> **THE PROBLEM**: Records follow. Select each line holding "async".

***** DATA EXCERPTS

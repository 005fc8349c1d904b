use super::*;

/// Tests lookup of an existing author.
///
/// Expected: Ok with the full author
#[tokio::test]
async fn returns_author_when_present() -> Result<(), DbErr> {
    let test = TestBuilder::new().with_library_tables().build().await.unwrap();
    let db = test.db.as_ref().unwrap();

    let repo = AuthorRepository::new(db);
    let created = repo.insert(author_param("Jane", "Austen", 1775, "Romance")).await?;

    let found = repo.find_by_id(created.id).await?;

    assert_eq!(found, Some(created));

    Ok(())
}

/// Tests lookup of a missing author.
///
/// Expected: Ok(None)
#[tokio::test]
async fn returns_none_when_absent() -> Result<(), DbErr> {
    let test = TestBuilder::new().with_library_tables().build().await.unwrap();
    let db = test.db.as_ref().unwrap();

    let repo = AuthorRepository::new(db);

    let found = repo.find_by_id(uuid::Uuid::new_v4()).await?;

    assert_eq!(found, None);

    Ok(())
}
use sea_orm::entity::prelude::*;

#[derive(Clone, Debug, PartialEq, Eq, DeriveEntityModel)]
#[sea_orm(table_name = "author")]
pub struct Model {
    #[sea_orm(primary_key, auto_increment = false)]
    pub id: Uuid,
    pub first_name: String,
    pub last_name: String,
    pub date_of_birth: Date,
    pub date_of_death: Option<Date>,
    pub genre: String,
}

#[derive(Copy, Clone, Debug, EnumIter, DeriveRelation)]
pub enum Relation {
    #[sea_orm(has_many = "super::book::Entity")]
    Book,
}

impl Related<super::book::Entity> for Entity {
    fn to() -> RelationDef {
        Relation::Book.def()
    }
}

impl ActiveModelBehavior for ActiveModel {}
use sea_orm::DbErr;
use test_utils::{builder::TestBuilder, factory::author::AuthorFactory, factory::book::BookFactory};
use uuid::Uuid;

use crate::server::{
    data::book::BookRepository,
    model::book::{InsertBookParam, UpdateBookParam},
};

mod delete;
mod find_for_author;
mod get_for_author;
mod insert;
mod update;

**********

> **ANSWER TO THIS EXERCISE**:
async fn returns_author_when_present() -> Result<(), DbErr> {
async fn returns_none_when_absent() -> Result<(), DbErr> {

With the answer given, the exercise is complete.